1. Review of data release policy
As a community resource project, the Genome in a Bottle Consortium
publicly releases data on a regular basis. Anyone who sequences the
candidate Reference Materials can submit raw reads and/or aligned
reads to the SRA.
The Bioinformatics Working Group may also release additional
alignments, re-calibrated error rates, and variant calls on individual
samples. Data that passed quality filters are the most visible, but data
that did not pass quality filters are also available from the SRA.
A goal of the Consortium is to generate highly confident phased
genotype calls for all types of variants across the entire genome of
each sample. These genotype calls and their associated supporting
data will improve over time as sequencing and analysis methods
improve, and regions of low confidence will be differentiated from
confident homozygous reference calls.
Data formats and analysis software developed by the Project are also
made publicly available.
2. What analyses have people already
performed for NA12878
• NIST – integrating multiple datasets. some discordance
• X prize – integrated Illumina and SOLiD data for phosmids
covering ~5% of genome.
• Illumina Platinum Genomes – pedigree analysis of
NA12878 and offspring.
• 1000 genomes – high coverage of trio (na12878 as
daughter). 250bp sequencing.
• Real Time Genomics – Pedigree-based analysis of entire
pedigree 1463: parents, NA12878, spouse, children.
Illumina data. Possibly Complete Genomics data.
• Broad – curated call set of chr20 and exome.
3. Analysis interests and timelines
• Mt. Sinai -- may have pac bio data to analyze. Target
• Ion Torrent – exome data
• Real Time Genomics – parental exome data?
• Sanger – de novo local SGA alignments
• Cortex – NCBI to run for trio, NIST has data too
• STR analysis – Repeat Seq run by D. Mittelman
• CNV calls – Mike Eberle, NIST, CG data, Personalis
• mtDNA – anybody doing this?
• moleculo – perhaps coming from Illumina in future
4. Data integration
• Pedigree methods like platinum genomics and RTG with multi-platform
methods like NIST’s.
– NIST model as a pilot
– Consider growth in # of data sets
• Different products: high and moderate confidence products to reflect
certainty/difficulty of regions, or the degree of difficulty (easy, difficult).
Products should recognize the heterogeneity in the quality of data across
• HeLa-like characterization of NA12878 (e.g. Shendure or Steinmetz
methods) to identify regions of cell-line rearrangement
• small variants with CNVs/SVs?
• what standard metrics of quality do we need for calls and placements
• what fraction of the genome is arbitrated by the NIST method?
5. GIAB ftp site @ NCBI
• Organization – following template of 1000 genomes in terms of
layout. /data for release and /technical for contributions
• data from parents – NA12891 and NA12892 have been added for
data, but they will not have RM material made.
• cloud – site mirrored to Amazon at s3://giab.

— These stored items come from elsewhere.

//! `LocalFleet` — a round-local view of where each tug is and when it frees up.
//!
//! Policies and the scheduler's plan check both book tugs on a `LocalFleet`
//! as they walk the job list, so a tug given to an early job is offered to
//! later jobs only from that job's end, at that job's destination.

use std::collections::HashMap;

use tug_core::{CapabilityClass, GeoPoint, Minutes, PierId, SimTime, TugId};
use tug_model::Tug;
use tug_port::PortServices;

/// Candidate lists are cut to this many tugs before combinations are
/// enumerated.
pub const MAX_CANDIDATES: usize = 12;

/// One tug as seen by a dispatch round.
#[derive(Clone, Debug)]
pub struct FleetSlot {
    pub id:         TugId,
    pub class:      CapabilityClass,
    pub horsepower: u32,
    pub auxiliary:  bool,
    pub position:   GeoPoint,
    pub available:  SimTime,
}

#[derive(Clone, Debug, Default)]
pub struct LocalFleet {
    slots: Vec<FleetSlot>,
    index: HashMap<TugId, usize>,
}

impl LocalFleet {
    /// Snapshot `tugs`; none is available before `now`.
    pub fn new<'t>(now: SimTime, tugs: impl IntoIterator<Item = &'t Tug>) -> Self {
        let mut fleet = Self::default();
        for tug in tugs {
            if fleet.index.contains_key(&tug.id) {
                continue;
            }
            fleet.index.insert(tug.id, fleet.slots.len());
            fleet.slots.push(FleetSlot {
                id:         tug.id,
                class:      tug.class,
                horsepower: tug.horsepower,
                auxiliary:  tug.auxiliary,
                position:   tug.position,
                available:  tug.next_available.max(now),
            });
        }
        fleet
    }

    #[inline]
    pub fn get(&self, id: TugId) -> Option<&FleetSlot> {
        self.index.get(&id).map(|&i| &self.slots[i])
    }

    #[inline]
    pub fn contains(&self, id: TugId) -> bool {
        self.index.contains_key(&id)
    }

    pub fn slots(&self) -> &[FleetSlot] {
        &self.slots
    }

    pub fn len(&self) -> usize {
        self.slots.len()
    }

    pub fn is_empty(&self) -> bool {
        self.slots.is_empty()
    }

    /// Sailing time from the tug's current position to `pier`.
    pub fn travel(&self, id: TugId, pier: PierId, services: &PortServices) -> Option<Minutes> {
        self.get(id).map(|s| services.travel_time(s.position, pier))
    }

    /// When the tug can be at `pier` if it leaves no earlier than `floor`.
    pub fn ready_at(
        &self,
        id:       TugId,
        pier:     PierId,
        floor:    SimTime,
        services: &PortServices,
    ) -> Option<SimTime> {
        self.get(id)
            .map(|s| s.available.max(floor) + services.travel_time(s.position, pier))
    }

    /// When every tug in `tugs` can be at `pier`.  `None` if any is unknown.
    pub fn earliest_start(
        &self,
        tugs:     &[TugId],
        pier:     PierId,
        floor:    SimTime,
        services: &PortServices,
    ) -> Option<SimTime> {
        tugs.iter().try_fold(floor, |latest, &id| {
            self.ready_at(id, pier, floor, services).map(|t| latest.max(t))
        })
    }

    /// Fuel cost of sailing the tug to `pier`.
    pub fn moving_cost(&self, id: TugId, pier: PierId, services: &PortServices) -> f64 {
        self.get(id).map_or(0.0, |s| {
            services.distance_km(s.position, pier) * services.geography.fuel_cost_per_km(s.horsepower)
        })
    }

    pub fn classes(&self, tugs: &[TugId]) -> Vec<CapabilityClass> {
        tugs.iter().filter_map(|&id| self.get(id).map(|s| s.class)).collect()
    }

    /// Tugs that may serve a job at `pier`, earliest-ready first (ties by id).
    ///
    /// Auxiliary tugs are listed only when `with_help` is set; tugs in
    /// `excluded` never are.
    pub fn ranked(
        &self,
        pier:      PierId,
        floor:     SimTime,
        excluded:  &[TugId],
        with_help: bool,
        services:  &PortServices,
    ) -> Vec<(TugId, SimTime)> {
        let mut out: Vec<(TugId, SimTime)> = self
            .slots
            .iter()
            .filter(|s| with_help || !s.auxiliary)
            .filter(|s| !excluded.contains(&s.id))
            .map(|s| (s.id, s.available.max(floor) + services.travel_time(s.position, pier)))
            .collect();
        out.sort_by_key(|&(id, ready)| (ready, id));
        out
    }

    /// Book `tugs` until `until`, leaving them at `end_point`.
    pub fn book(&mut self, tugs: &[TugId], end_point: GeoPoint, until: SimTime) {
        for id in tugs {
            if let Some(&i) = self.index.get(id) {
                let slot = &mut self.slots[i];
                slot.position = end_point;
                slot.available = slot.available.max(until);
            }
        }
    }
}

/// Every `k`-subset of `0..n`, in lexicographic order.
pub fn combinations(n: usize, k: usize) -> Vec<Vec<usize>> {
    if k == 0 || k > n {
        return Vec::new();
    }
    let mut out = Vec::new();
    let mut idx: Vec<usize> = (0..k).collect();
    loop {
        out.push(idx.clone());
        // Rightmost position that can still advance.
        let Some(i) = (0..k).rev().find(|&i| idx[i] < n - k + i) else {
            return out;
        };
        idx[i] += 1;
        for j in i + 1..k {
            idx[j] = idx[j - 1] + 1;
        }
    }
}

Need to check
consistency of metadata for read permissions.
• data upload for bam or vcf – contact NCBI (Dr. Chulin Xiao) for
aspera upload account. Data uploaded to dropbox will be moved
into project /technical area for community use.
• New sequence data should be submitted directly to SRA and cite
the GIAB BioProject ID (PRJNA200694) to link the data to the
project. NCBI will dump data into FTP area. Submissions need to be
added to the Google Doc tracking document also.
6. Data integration from RM sequence
• Treat new SRA submissions as inputs using the
same workflows. Individual RMs would need
to be reanalyzed when a significant amount of
new data is accumulated or reference
• Membership roster of active analysis and
submitters likely to change over time.